All apelin fragments exert their effects through the APJ receptor. However, among these fragments, apelin-13 is the most biologically active fragment, while apelin-36 has the highest binding affinity for the APJ receptor [8]. The apelin and its receptor APJ are expressed in the endothelial cells of many vessels, adipose tissue, and placenta [9,10]. As a physiological effect of the apelin/APJ system, it has been shown to reduce blood pressure in rats through a nitric oxide-dependent mechanism [11]. A study published in 2020 suggested that apelin, which promotes trophoblast cell proliferation through APJ and ERK1/2, Stat3, and AMPKα signaling, is a crucial adipokine in regulating early placental development [12]. A different study published in 2023 suggested that apelin-36 could alleviate LPS-induced cell inflammation and apoptosis and improve the invasion and migration of trophoblasts by inhibiting the GRP78 /ASK1/JNK signaling [13]. We thought that apelin, which provides vasodilatation through a nitric oxide-dependent mechanism and plays a role in the survival, proliferation, and migration of trophoblasts, might be associated with the formation of a diastolic notch in uterine artery Doppler. Based on this, we aimed to investigate serum apelin-13 and apelin-36 concentrations in pregnant women with and without a diastolic notch in uterine artery Doppler between the 11^th^ and 14^th^ weeks of pregnancy. We hypothesized that serum apelin-13 and apelin-36 concentrations would be lower in the group with a notch in the uterine artery Doppler than in the group without a notch.
Methods
Study design and setting: this prospective, non-interventional case-control study was conducted with 88 pregnant women aged between 18 and 39, who applied to Umraniye Training and Research Hospital, Department of Obstetrics and Gynecology, Istanbul, Turkey, for a first-trimester screening test between March 2023 and October 2023.

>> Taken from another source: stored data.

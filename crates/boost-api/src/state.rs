//! # Application State
//!
//! Shared, immutable state passed to every handler. Nothing here is
//! mutated after startup; each request re-reads the repository files it
//! needs.

use std::sync::Arc;

use boost_schema::{EntityValidator, SchemaRepository};
use metrics_exporter_prometheus::PrometheusHandle;

use crate::config::AppConfig;

/// Shared application state.
#[derive(Clone)]
pub struct AppState {
    /// Configuration resolved at startup.
    pub config: Arc<AppConfig>,
    /// Validator over the configured schema repository.
    pub validator: Arc<EntityValidator>,
    /// Prometheus renderer, present when the binary installed a recorder.
    pub metrics: Option<PrometheusHandle>,
}

impl AppState {
    /// Build state for `config` without a metrics recorder.
    pub fn new(config: AppConfig) -> Self {
        let repository = SchemaRepository::new(config.schema_root.clone());
        Self {
            config: Arc::new(config),
            validator: Arc::new(EntityValidator::new(repository)),
            metrics: None,
        }
    }

    /// Attach a Prometheus handle for `GET /metrics`.
    pub fn with_metrics(mut self, handle: PrometheusHandle) -> Self {
        self.metrics = Some(handle);
        self
    }

    /// The schema repository.
    pub fn repository(&self) -> &SchemaRepository {
        self.validator.repository()
    }
}

impl std::fmt::Debug for AppState {
    fn fmt(&self, f: &mut std::fmt::Formatter<'_>) -> std::fmt::Result {
        f.debug_struct("AppState")
            .field("config", &self.config)
            .field("metrics", &self.metrics.is_some())
            .finish()
    }
}
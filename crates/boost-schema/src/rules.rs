//! Business-rule pass.
//!
//! Runs only after schema validation succeeded and only when the schema
//! file declares a non-empty `rules` section. The rule engine itself is
//! not implemented yet: the pass re-checks the schema's top-level
//! `required` list for null or empty-string values and appends a notice
//! that the full rule set is disabled. Its output is advisory and never
//! makes a schema-valid payload invalid.

use serde_json::Value;

use crate::repository::SchemaDocument;
use crate::validate::{ErrorCategory, ErrorDescriptor};

/// Notice appended to every rule pass that runs.
pub const DISCLAIMER: &str = "Note: Advanced business rule validation temporarily disabled";

/// Result of the business-rule pass.
#[derive(Debug, Clone, PartialEq)]
pub struct BusinessRuleOutcome {
    /// False if any required field was missing or empty.
    pub valid: bool,
    /// Warnings, each in the `business_rule` category.
    pub warnings: Vec<ErrorDescriptor>,
}

impl BusinessRuleOutcome {
    fn passed() -> Self {
        Self {
            valid: true,
            warnings: Vec::new(),
        }
    }
}

/// Run the business-rule pass for `data`.
pub fn check(document: &SchemaDocument, data: &Value) -> BusinessRuleOutcome {
    if !document.has_rules() {
        return BusinessRuleOutcome::passed();
    }

    let required = document
        .schema
        .get("required")
        .and_then(Value::as_array)
        .map(Vec::as_slice)
        .unwrap_or_default();

    let mut warnings: Vec<ErrorDescriptor> = required
        .iter()
        .filter_map(Value::as_str)
        .filter(|field| is_blank(data.get(*field)))
        .map(|field| {
            ErrorDescriptor::new(
                ErrorCategory::BusinessRule,
                Some(field.to_string()),
                format!("Required field '{field}' is missing or empty"),
            )
        })
        .collect();

    let valid = warnings.is_empty();
    if !valid {
        tracing::debug!(count = warnings.len(), "business rule warnings");
    }
    warnings.push(ErrorDescriptor::new(
        ErrorCategory::BusinessRule,
        None,
        DISCLAIMER,
    ));
    BusinessRuleOutcome { valid, warnings }
}

fn is_blank(value: Option<&Value>) -> bool {
    match value {
        None | Some(Value::Null) => true,
        Some(Value::String(s)) => s.is_empty(),
        Some(_) => false,
    }
}
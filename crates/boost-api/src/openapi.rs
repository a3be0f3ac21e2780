//! # OpenAPI Specification Assembly
//!
//! Collects every utoipa-documented route into one OpenAPI document,
//! served at `/openapi.json`.

use axum::routing::get;
use axum::{Json, Router};
use utoipa::OpenApi;

use crate::state::AppState;

/// OpenAPI document for the whole API surface.
#[derive(OpenApi)]
#[openapi(
    info(
        title = "BOOST Schema Service",
        description = "Entity catalog, JSON Schemas, example payloads, field dictionaries and payload validation for the BOOST data standard.",
    ),
    paths(
        crate::routes::entities::list_entities,
        crate::routes::entities::get_schema,
        crate::routes::entities::list_examples,
        crate::routes::entities::get_default_example,
        crate::routes::entities::get_named_example,
        crate::routes::entities::get_dictionary,
        crate::routes::validate::validate,
        crate::routes::health::health,
        crate::routes::health::prometheus_metrics,
    ),
    components(schemas(
        crate::error::ErrorBody,
        crate::routes::entities::EntityList,
        crate::routes::entities::ExampleSummary,
        crate::routes::validate::ValidateRequest,
    )),
    tags(
        (name = "entities", description = "Entity schemas, examples and dictionaries"),
        (name = "validation", description = "Payload validation against entity schemas"),
        (name = "operations", description = "Liveness and metrics"),
    )
)]
pub struct ApiDoc;

/// Router serving `/openapi.json`.
pub fn router() -> Router<AppState> {
    Router::new().route("/openapi.json", get(openapi_json))
}

async fn openapi_json() -> Json<utoipa::openapi::OpenApi> {
    Json(ApiDoc::openapi())
}
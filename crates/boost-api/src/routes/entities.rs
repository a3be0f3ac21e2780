//! # Entity Resource Routes
//!
//! - `GET /api/entities` — sorted entity catalog
//! - `GET /api/entity/{name}/schema` — JSON Schema, unwrapped from its envelope
//! - `GET /api/entity/{name}/examples` — every example payload with its label
//! - `GET /api/entity/{name}/example` — default example, or `{}`
//! - `GET /api/entity/{name}/example/{example_name}` — named example, falling back to the default
//! - `GET /api/entity/{name}/dictionary` — parsed field dictionary
//!
//! Any repository failure below `/api/entity/{name}` is a 404. Repository
//! reads run on the blocking pool.

use axum::extract::{Path, State};
use axum::routing::get;
use axum::{Json, Router};
use boost_core::EntityName;
use boost_schema::{Dictionary, ExampleRecord, SchemaError, SchemaRepository};
use serde::{Deserialize, Serialize};
use serde_json::Value;
use utoipa::ToSchema;

use crate::error::AppError;
use crate::state::AppState;

/// Assemble the entity resource router.
pub fn router() -> Router<AppState> {
    Router::new()
        .route("/api/entities", get(list_entities))
        .route("/api/entity/{name}/schema", get(get_schema))
        .route("/api/entity/{name}/examples", get(list_examples))
        .route("/api/entity/{name}/example", get(get_default_example))
        .route("/api/entity/{name}/example/{example_name}", get(get_named_example))
        .route("/api/entity/{name}/dictionary", get(get_dictionary))
}

/// Entity catalog.
#[derive(Debug, Serialize, Deserialize, ToSchema)]
pub struct EntityList {
    /// PascalCase entity names, sorted.
    pub entities: Vec<String>,
}

/// One example payload.
#[derive(Debug, Serialize, Deserialize, ToSchema)]
pub struct ExampleSummary {
    /// Display label.
    pub name: String,
    /// File name inside the entity directory.
    pub filename: String,
    /// Example payload.
    #[schema(value_type = Object)]
    pub data: Value,
}

impl From<ExampleRecord> for ExampleSummary {
    fn from(record: ExampleRecord) -> Self {
        Self {
            name: record.name,
            filename: record.filename,
            data: record.data,
        }
    }
}

fn parse_entity(name: &str) -> Result<EntityName, AppError> {
    EntityName::parse(name).map_err(|e| AppError::from(SchemaError::from(e)))
}

/// Run `read` against the repository off the async runtime.
///
/// The outer error is a failed task; the inner one is the repository's.
async fn with_repository<T, F>(
    state: &AppState,
    read: F,
) -> Result<Result<T, SchemaError>, AppError>
where
    T: Send + 'static,
    F: FnOnce(&SchemaRepository) -> Result<T, SchemaError> + Send + 'static,
{
    let repository = state.repository().clone();
    tokio::task::spawn_blocking(move || read(&repository))
        .await
        .map_err(|e| AppError::Internal(format!("repository task failed: {e}")))
}

/// List all entities with a schema file.
#[utoipa::path(
    get,
    path = "/api/entities",
    responses(
        (status = 200, description = "Sorted entity names", body = EntityList),
        (status = 500, description = "Schema root unreadable", body = crate::error::ErrorBody),
    ),
    tag = "entities"
)]
pub(crate) async fn list_entities(
    State(state): State<AppState>,
) -> Result<Json<EntityList>, AppError> {
    let entities = with_repository(&state, |repo| repo.list_entities())
        .await?
        .map_err(|e| AppError::Internal(e.to_string()))?;
    Ok(Json(EntityList {
        entities: entities.into_iter().map(String::from).collect(),
    }))
}

/// Return the JSON Schema of an entity.
#[utoipa::path(
    get,
    path = "/api/entity/{name}/schema",
    params(("name" = String, Path, description = "PascalCase entity name")),
    responses(
        (status = 200, description = "JSON Schema document", body = serde_json::Value),
        (status = 404, description = "Schema missing or malformed", body = crate::error::ErrorBody),
    ),
    tag = "entities"
)]
pub(crate) async fn get_schema(
    State(state): State<AppState>,
    Path(name): Path<String>,
) -> Result<Json<Value>, AppError> {
    let entity = parse_entity(&name)?;
    let schema = with_repository(&state, move |repo| repo.load_schema(&entity)).await??;
    Ok(Json(schema))
}

/// List the example payloads of an entity, sorted by file name.
#[utoipa::path(
    get,
    path = "/api/entity/{name}/examples",
    params(("name" = String, Path, description = "PascalCase entity name")),
    responses(
        (status = 200, description = "Example payloads", body = Vec<ExampleSummary>),
        (status = 404, description = "Entity directory missing", body = crate::error::ErrorBody),
    ),
    tag = "entities"
)]
pub(crate) async fn list_examples(
    State(state): State<AppState>,
    Path(name): Path<String>,
) -> Result<Json<Vec<ExampleSummary>>, AppError> {
    let entity = parse_entity(&name)?;
    let examples = with_repository(&state, move |repo| repo.list_examples(&entity)).await??;
    Ok(Json(examples.into_iter().map(ExampleSummary::from).collect()))
}

/// Return the default example of an entity, or `{}` if it has none.
#[utoipa::path(
    get,
    path = "/api/entity/{name}/example",
    params(("name" = String, Path, description = "PascalCase entity name")),
    responses(
        (status = 200, description = "Example payload", body = serde_json::Value),
        (status = 404, description = "Example unreadable", body = crate::error::ErrorBody),
    ),
    tag = "entities"
)]
pub(crate) async fn get_default_example(
    State(state): State<AppState>,
    Path(name): Path<String>,
) -> Result<Json<Value>, AppError> {
    let entity = parse_entity(&name)?;
    let example = with_repository(&state, move |repo| repo.load_example(&entity, None)).await??;
    Ok(Json(example))
}

/// Return a named example of an entity.
///
/// Falls back to the default example, then to `{}`.
#[utoipa::path(
    get,
    path = "/api/entity/{name}/example/{example_name}",
    params(
        ("name" = String, Path, description = "PascalCase entity name"),
        ("example_name" = String, Path, description = "Example file stem"),
    ),
    responses(
        (status = 200, description = "Example payload", body = serde_json::Value),
        (status = 404, description = "Example unreadable", body = crate::error::ErrorBody),
    ),
    tag = "entities"
)]
pub(crate) async fn get_named_example(
    State(state): State<AppState>,
    Path((name, example_name)): Path<(String, String)>,
) -> Result<Json<Value>, AppError> {
    let entity = parse_entity(&name)?;
    let example = with_repository(&state, move |repo| {
        repo.load_example(&entity, Some(example_name.as_str()))
    })
    .await??;
    Ok(Json(example))
}

/// Return the parsed field dictionary of an entity.
#[utoipa::path(
    get,
    path = "/api/entity/{name}/dictionary",
    params(("name" = String, Path, description = "PascalCase entity name")),
    responses(
        (status = 200, description = "Overview and field table", body = serde_json::Value),
        (status = 404, description = "Dictionary missing or unreadable", body = crate::error::ErrorBody),
    ),
    tag = "entities"
)]
pub(crate) async fn get_dictionary(
    State(state): State<AppState>,
    Path(name): Path<String>,
) -> Result<Json<Dictionary>, AppError> {
    let entity = parse_entity(&name)?;
    let label = entity.to_string();
    let dictionary = with_repository(&state, move |repo| repo.load_dictionary(&entity)).await??;
    if !dictionary.issues.is_empty() {
        metrics::counter!("boost_dictionary_parse_issues_total")
            .increment(dictionary.issues.len() as u64);
        tracing::warn!(entity = %label, issues = dictionary.issues.len(), "dictionary parsed with issues");
    }
    Ok(Json(dictionary))
}

#[cfg(test)]
mod tests {
    use super::*;
    use crate::config::AppConfig;
    use tempfile::TempDir;

    fn state(root: &std::path::Path) -> AppState {
        AppState::new(AppConfig::new(root))
    }

    #[tokio::test]
    async fn repository_reads_run_off_the_runtime() {
        let tmp = TempDir::new().unwrap();
        std::fs::create_dir_all(tmp.path().join("organization")).unwrap();
        std::fs::write(
            tmp.path().join("organization/validation_schema.json"),
            "{}",
        )
        .unwrap();
        let entities = with_repository(&state(tmp.path()), |repo| repo.list_entities())
            .await
            .unwrap()
            .unwrap();
        assert_eq!(entities.len(), 1);
    }

    #[tokio::test]
    async fn failed_repository_task_is_internal() {
        let tmp = TempDir::new().unwrap();
        let err = with_repository(&state(tmp.path()), |_| -> Result<(), SchemaError> {
            panic!("read blew up")
        })
        .await
        .unwrap_err();
        assert!(matches!(err, AppError::Internal(ref m) if m.contains("repository task failed")));
    }
}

Participants: forty-four (44) singleton pregnant women with unilateral or bilateral diastolic notching detected in uterine artery Doppler between the 11^th^ and 14^th^ weeks of pregnancy formed the study group (uterine artery notch-positive group). Forty-four (44) singleton pregnant women who did not have diastolic notching in uterine artery Doppler between the 11^th^ and 14^th^ weeks of pregnancy constituted the control group (uterine artery notch-negative group). The uterine artery notch-positive and notch-negative groups were formed by matching age, body mass index (BMI), parity, and gestational age at which the blood sample was taken. Smokers, pregnant women who conceived with assisted reproductive techniques, pregnant women with multiple pregnancies, and pregnant women who started with multiples and continued with singletons were not included in the study. Pregnant women with any pregestational disease, thrombophilia, or congenital uterine anomaly, and pregnant women with a history of recurrent pregnancy loss were not included in the study. Pregnant women using aspirin or heparin were not included in the study.

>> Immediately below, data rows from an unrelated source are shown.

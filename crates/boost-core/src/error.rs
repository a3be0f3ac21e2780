//! # Error Types
//!
//! Errors raised while validating names that arrive from untrusted input
//! (HTTP path parameters, CLI arguments) before they are turned into
//! filesystem paths.

use thiserror::Error;

/// An entity or example name was rejected.
#[derive(Error, Debug, Clone, PartialEq, Eq)]
pub enum NameError {
    /// The name was empty.
    #[error("name must not be empty")]
    Empty,

    /// The name contained a character outside the accepted alphabet.
    #[error("invalid character {ch:?} at position {position} in name '{name}'")]
    InvalidCharacter {
        /// The rejected name.
        name: String,
        /// The offending character.
        ch: char,
        /// Character index of the offending character.
        position: usize,
    },
}
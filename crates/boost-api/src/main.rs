//! # boost-api — Binary Entry Point
//!
//! Resolves configuration, installs the Prometheus recorder and serves the
//! API on `0.0.0.0:<BOOST_PORT>`.

use anyhow::Context;
use boost_api::{AppConfig, AppState};
use metrics_exporter_prometheus::PrometheusBuilder;
use tracing_subscriber::EnvFilter;

/// Set to `json` for one JSON object per log line.
const LOG_FORMAT_VAR: &str = "BOOST_LOG_FORMAT";

fn init_tracing() {
    let filter = EnvFilter::try_from_default_env().unwrap_or_else(|_| EnvFilter::new("info"));
    let json = std::env::var(LOG_FORMAT_VAR).is_ok_and(|v| v.eq_ignore_ascii_case("json"));
    if json {
        tracing_subscriber::fmt()
            .json()
            .with_env_filter(filter)
            .init();
    } else {
        tracing_subscriber::fmt().with_env_filter(filter).init();
    }
}

#[tokio::main]
async fn main() -> anyhow::Result<()> {
    init_tracing();

    let config = AppConfig::from_env().context("failed to resolve configuration")?;
    tracing::info!(
        schema_root = %config.schema_root.display(),
        port = config.port,
        "configuration resolved"
    );

    let port = config.port;
    let mut state = AppState::new(config);
    match PrometheusBuilder::new().install_recorder() {
        Ok(handle) => state = state.with_metrics(handle),
        Err(e) => tracing::warn!(error = %e, "metrics recorder not installed; /metrics disabled"),
    }

    let app = boost_api::app(state);

    let addr = std::net::SocketAddr::from(([0, 0, 0, 0], port));
    let listener = tokio::net::TcpListener::bind(addr)
        .await
        .with_context(|| format!("failed to bind {addr}"))?;
    tracing::info!(%addr, "BOOST API listening");
    axum::serve(listener, app).await?;

    Ok(())
}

Data sources and measurements: participants' demographic characteristics and obstetric histories were noted. Fetal crown-rump length (CRL), nuchal translucency (NT), and uterine artery Doppler measurements were made by the same perinatologist using the wide-band convex probe (maximum bandwidth: 2-8MHz, maximum depth: 26 cm) of the GE Voluson E6 Ultrasound System (GE HealthCare, Chicago, IL, USA). Doppler pulsatility index (PI), resistance index (RI), and systole/diastole ratio (S/D) of both uterine arteries were measured separately, and the average value was calculated. The presence of an early diastolic notch in the unilateral or bilateral uterine artery was noted.
Laboratory analysis: after ultrasonographic examination, venous blood samples were taken from the participants to measure serum apelin-13 and apelin-36 concentrations. The samples were then centrifuged at 3000 rpm for 20 min. After centrifugation, the supernatant remaining on the upper part of the tube was transferred into an Eppendorf tube and stored at -80°C. Apelin-13 concentrations in blood samples were measured using the Fine Test Human Apelin-13 Kit (Wuhan Fine Biotech Co., Ltd., Wuhan, Hubei, China; Catalogue No: EH2649) by the enzyme-linked immunosorbent assay (ELISA) method. For the Human Apelin-13 Kit used in the study, a measurement value between 125 - 8000 pg/mL and a sensitivity of 75 pg/mL was determined. For the apelin-13 Kit, the intra-assay coefficient of variation was < 8% and the inter-assay coefficient of variation was < 10%. Apelin-36 concentrations in blood samples from participants were measured using the Fine Test Human Apelin-36 Kit (Wuhan Fine Biotech Co., Ltd., Wuhan, Hubei, China, Catalogue No: EH1971) by the ELISA method. For the Human Apelin-36 Kit used in the study, a measurement value between 46.875- 3000 pg/mL and a sensitivity of 28.125 pg/mL was determined. For the Apelin-36 Kit, the intra-assay coefficient of variation was < 8% and the inter-assay coefficient of variation was < 10%.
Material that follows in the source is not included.